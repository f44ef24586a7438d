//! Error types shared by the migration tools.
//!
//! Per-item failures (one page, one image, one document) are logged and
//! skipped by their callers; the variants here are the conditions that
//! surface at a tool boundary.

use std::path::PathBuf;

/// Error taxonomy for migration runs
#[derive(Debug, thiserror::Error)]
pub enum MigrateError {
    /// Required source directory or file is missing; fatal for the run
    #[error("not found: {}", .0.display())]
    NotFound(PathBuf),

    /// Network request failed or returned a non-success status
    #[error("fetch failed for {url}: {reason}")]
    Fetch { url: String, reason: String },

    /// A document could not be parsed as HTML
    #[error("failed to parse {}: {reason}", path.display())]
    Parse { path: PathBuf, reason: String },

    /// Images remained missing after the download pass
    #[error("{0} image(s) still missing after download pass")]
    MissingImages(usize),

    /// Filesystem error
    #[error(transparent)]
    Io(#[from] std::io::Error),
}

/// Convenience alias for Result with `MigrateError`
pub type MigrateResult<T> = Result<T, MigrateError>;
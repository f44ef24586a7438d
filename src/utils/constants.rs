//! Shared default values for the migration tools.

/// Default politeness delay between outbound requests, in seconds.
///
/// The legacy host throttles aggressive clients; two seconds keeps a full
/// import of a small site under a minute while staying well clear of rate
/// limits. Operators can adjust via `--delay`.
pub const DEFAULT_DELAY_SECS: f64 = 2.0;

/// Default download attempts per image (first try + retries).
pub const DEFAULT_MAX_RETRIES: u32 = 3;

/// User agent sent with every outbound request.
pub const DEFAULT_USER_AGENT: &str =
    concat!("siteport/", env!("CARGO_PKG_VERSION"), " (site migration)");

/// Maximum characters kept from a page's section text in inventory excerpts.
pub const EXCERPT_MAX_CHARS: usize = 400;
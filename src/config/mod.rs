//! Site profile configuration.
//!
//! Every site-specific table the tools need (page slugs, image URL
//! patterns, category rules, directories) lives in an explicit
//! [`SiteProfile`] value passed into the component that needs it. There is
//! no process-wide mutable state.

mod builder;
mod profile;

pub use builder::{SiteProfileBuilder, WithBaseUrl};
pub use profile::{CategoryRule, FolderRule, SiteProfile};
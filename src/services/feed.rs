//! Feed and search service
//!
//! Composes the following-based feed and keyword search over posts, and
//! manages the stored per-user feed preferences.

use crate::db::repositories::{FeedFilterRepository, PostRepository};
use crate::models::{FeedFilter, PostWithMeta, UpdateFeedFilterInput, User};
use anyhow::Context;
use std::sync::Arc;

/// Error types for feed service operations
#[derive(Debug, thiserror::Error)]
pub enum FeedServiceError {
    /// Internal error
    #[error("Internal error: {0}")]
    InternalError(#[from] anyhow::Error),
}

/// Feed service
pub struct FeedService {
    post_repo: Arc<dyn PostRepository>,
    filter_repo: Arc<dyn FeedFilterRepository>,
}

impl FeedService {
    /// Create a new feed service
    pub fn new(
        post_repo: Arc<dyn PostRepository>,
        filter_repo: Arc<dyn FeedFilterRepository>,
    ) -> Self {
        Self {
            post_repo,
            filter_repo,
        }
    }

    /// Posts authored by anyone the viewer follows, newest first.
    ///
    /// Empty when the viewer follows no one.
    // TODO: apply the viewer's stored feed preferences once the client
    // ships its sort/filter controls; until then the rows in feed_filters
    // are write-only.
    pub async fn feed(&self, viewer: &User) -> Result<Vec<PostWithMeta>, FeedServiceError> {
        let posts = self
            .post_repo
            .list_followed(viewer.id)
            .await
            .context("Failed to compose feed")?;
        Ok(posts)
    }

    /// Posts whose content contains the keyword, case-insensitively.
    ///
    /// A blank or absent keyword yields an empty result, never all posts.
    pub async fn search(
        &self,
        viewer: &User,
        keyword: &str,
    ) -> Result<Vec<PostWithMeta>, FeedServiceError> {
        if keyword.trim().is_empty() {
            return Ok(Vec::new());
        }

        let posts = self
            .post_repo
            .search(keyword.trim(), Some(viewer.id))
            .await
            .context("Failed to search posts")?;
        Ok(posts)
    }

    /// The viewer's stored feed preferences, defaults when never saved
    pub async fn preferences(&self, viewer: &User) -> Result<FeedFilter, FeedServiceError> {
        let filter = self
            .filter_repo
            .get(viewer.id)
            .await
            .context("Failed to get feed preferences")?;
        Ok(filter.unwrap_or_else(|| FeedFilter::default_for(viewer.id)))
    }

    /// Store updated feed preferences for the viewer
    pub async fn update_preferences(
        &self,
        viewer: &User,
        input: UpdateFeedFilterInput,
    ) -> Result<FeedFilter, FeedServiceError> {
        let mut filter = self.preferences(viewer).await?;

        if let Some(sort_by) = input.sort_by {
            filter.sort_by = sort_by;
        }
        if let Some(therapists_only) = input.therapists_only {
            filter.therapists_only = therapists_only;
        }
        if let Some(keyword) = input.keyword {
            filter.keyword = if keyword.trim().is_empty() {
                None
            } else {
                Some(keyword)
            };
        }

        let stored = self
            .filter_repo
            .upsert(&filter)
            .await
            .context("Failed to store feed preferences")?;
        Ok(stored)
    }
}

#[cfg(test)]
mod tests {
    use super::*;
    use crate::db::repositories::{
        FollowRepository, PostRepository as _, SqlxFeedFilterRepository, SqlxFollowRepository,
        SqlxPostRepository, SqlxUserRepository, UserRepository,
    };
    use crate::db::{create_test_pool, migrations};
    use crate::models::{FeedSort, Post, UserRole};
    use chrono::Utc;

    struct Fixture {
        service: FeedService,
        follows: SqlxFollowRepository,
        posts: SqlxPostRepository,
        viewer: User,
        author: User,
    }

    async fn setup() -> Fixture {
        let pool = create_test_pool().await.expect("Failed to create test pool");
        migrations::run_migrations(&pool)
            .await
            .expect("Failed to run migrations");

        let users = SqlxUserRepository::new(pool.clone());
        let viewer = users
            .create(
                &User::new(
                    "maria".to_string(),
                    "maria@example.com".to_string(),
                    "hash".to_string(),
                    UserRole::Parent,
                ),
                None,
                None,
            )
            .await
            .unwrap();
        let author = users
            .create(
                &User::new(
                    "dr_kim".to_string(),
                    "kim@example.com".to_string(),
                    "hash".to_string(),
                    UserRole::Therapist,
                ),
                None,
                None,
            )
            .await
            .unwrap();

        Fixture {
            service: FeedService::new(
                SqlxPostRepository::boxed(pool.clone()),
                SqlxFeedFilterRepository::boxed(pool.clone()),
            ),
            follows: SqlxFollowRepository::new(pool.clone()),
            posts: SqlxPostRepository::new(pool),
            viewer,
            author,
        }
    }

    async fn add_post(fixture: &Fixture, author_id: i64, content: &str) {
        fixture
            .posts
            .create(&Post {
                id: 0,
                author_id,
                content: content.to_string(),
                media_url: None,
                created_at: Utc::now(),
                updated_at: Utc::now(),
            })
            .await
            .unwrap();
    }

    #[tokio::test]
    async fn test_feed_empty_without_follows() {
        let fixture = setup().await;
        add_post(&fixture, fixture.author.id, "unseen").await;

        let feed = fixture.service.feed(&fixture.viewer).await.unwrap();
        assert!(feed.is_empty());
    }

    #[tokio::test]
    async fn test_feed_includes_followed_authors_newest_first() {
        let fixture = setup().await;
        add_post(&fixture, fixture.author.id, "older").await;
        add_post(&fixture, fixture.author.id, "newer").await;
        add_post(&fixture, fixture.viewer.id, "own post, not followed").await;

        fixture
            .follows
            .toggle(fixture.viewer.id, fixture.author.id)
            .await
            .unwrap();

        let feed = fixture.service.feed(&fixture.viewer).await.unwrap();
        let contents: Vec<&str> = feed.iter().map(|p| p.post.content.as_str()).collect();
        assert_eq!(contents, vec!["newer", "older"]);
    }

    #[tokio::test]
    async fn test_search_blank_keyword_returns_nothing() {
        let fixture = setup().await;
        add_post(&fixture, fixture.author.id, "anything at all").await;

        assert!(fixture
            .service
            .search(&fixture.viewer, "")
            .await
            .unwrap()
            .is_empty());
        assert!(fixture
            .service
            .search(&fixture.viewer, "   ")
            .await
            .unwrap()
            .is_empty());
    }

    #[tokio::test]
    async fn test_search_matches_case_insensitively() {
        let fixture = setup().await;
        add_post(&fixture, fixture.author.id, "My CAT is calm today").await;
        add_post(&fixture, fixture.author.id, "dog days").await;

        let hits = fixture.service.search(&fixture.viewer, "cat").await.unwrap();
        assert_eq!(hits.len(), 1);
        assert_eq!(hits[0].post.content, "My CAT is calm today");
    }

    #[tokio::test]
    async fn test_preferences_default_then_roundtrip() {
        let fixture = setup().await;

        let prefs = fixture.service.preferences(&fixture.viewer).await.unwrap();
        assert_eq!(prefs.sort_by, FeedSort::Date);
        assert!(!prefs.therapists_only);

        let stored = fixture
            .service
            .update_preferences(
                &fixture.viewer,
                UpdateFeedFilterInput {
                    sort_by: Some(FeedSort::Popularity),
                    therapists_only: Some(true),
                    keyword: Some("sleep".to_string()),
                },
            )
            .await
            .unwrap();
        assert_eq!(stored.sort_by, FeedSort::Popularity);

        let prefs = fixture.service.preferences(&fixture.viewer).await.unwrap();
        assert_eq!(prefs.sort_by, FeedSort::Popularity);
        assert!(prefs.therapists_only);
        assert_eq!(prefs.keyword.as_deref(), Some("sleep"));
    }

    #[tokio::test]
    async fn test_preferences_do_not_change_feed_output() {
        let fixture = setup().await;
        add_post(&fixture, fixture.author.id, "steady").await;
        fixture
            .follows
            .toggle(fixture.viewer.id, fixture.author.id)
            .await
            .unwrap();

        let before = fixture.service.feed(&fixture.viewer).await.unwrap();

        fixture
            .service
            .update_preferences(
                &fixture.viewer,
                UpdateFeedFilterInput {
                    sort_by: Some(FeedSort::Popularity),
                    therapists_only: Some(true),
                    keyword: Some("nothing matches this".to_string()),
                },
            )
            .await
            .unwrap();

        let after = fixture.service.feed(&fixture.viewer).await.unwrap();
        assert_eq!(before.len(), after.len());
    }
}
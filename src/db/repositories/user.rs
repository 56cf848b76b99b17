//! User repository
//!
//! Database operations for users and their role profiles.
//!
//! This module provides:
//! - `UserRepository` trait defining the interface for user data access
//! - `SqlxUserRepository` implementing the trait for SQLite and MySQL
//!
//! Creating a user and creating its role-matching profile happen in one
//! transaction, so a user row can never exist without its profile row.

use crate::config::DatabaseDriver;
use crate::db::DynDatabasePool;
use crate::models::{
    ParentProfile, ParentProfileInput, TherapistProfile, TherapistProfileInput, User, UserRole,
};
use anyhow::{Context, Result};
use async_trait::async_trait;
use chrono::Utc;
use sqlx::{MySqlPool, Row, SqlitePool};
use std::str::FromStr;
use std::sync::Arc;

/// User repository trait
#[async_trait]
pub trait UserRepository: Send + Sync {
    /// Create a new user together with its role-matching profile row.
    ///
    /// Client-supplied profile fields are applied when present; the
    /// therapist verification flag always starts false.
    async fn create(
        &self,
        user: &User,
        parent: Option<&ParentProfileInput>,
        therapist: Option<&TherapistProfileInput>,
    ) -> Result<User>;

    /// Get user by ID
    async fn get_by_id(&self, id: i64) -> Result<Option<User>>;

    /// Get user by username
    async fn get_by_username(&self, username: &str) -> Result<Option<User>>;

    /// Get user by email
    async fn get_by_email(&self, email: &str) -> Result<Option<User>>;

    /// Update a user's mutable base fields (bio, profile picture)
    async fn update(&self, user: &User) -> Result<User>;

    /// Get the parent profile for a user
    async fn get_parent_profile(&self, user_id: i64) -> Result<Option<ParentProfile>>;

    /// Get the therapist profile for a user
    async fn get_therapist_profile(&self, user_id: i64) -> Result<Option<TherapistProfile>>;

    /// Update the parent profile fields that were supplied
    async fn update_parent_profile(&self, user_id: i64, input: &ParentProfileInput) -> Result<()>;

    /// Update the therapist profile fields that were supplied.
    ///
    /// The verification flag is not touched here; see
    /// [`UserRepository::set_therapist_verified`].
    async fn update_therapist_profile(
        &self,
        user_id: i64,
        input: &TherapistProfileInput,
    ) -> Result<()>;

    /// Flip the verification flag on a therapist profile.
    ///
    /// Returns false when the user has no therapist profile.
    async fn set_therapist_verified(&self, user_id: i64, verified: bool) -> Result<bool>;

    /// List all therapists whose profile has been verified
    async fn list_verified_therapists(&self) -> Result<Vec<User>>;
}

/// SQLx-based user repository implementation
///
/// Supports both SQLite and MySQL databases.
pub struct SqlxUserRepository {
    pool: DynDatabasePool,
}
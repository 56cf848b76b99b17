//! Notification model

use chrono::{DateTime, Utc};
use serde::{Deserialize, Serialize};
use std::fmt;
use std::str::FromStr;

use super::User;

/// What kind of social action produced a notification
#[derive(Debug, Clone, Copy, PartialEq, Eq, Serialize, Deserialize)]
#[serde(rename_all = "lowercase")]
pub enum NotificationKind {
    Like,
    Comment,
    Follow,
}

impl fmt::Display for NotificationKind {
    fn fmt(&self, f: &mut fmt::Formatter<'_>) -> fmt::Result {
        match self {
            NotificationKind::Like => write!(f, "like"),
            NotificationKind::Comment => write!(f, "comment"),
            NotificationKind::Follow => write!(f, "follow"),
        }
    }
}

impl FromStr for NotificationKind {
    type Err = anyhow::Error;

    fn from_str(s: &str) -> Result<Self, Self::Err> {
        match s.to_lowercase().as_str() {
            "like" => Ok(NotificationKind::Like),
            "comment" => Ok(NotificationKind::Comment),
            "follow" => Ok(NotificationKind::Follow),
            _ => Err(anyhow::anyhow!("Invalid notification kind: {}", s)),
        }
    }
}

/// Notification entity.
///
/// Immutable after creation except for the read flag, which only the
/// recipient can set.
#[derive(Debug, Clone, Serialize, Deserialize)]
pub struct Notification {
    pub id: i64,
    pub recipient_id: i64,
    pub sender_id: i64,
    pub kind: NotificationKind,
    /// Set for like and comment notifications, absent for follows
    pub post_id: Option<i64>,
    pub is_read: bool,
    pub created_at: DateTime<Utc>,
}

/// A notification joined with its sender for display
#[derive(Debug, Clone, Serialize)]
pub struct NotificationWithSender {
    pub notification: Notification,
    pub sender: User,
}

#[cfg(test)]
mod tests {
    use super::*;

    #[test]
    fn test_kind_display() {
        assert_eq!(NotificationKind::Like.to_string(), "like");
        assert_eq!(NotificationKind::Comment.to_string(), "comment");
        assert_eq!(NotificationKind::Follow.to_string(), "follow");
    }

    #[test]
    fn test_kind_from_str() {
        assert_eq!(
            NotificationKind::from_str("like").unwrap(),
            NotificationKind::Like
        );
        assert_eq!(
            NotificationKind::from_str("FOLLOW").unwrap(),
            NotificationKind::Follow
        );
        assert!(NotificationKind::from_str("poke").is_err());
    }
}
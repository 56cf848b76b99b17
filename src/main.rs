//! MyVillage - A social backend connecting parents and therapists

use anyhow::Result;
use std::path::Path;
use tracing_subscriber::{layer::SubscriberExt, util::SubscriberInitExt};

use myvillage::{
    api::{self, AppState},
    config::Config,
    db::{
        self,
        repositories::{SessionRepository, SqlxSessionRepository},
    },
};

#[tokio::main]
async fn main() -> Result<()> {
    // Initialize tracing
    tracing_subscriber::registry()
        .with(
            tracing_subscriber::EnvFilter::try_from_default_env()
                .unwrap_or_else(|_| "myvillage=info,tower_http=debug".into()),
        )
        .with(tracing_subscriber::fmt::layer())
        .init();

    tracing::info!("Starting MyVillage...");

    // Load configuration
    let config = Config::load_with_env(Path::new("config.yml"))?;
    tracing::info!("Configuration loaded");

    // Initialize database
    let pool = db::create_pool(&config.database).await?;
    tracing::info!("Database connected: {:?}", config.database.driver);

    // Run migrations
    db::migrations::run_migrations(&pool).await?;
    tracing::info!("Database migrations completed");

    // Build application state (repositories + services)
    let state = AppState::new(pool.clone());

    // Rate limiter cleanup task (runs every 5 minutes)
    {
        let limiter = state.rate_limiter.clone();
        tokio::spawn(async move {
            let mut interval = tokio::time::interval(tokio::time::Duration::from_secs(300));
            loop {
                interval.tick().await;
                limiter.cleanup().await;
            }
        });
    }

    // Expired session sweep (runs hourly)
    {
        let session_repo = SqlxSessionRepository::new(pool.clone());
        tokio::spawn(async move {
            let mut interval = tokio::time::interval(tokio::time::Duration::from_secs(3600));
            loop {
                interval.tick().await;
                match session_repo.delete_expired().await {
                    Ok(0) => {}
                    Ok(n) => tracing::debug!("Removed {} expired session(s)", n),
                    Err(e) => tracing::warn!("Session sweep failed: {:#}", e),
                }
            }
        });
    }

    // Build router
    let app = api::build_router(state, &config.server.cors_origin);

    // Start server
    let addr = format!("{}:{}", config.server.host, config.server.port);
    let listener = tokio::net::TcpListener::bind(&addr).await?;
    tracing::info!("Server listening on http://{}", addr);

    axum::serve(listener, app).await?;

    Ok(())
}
⁂
Within the entries, find all lines holding "boxed" and copy each one.

§ **EXERCISE SOLUTION**
                SqlxPostRepository::boxed(pool.clone()),
                SqlxFeedFilterRepository::boxed(pool.clone()),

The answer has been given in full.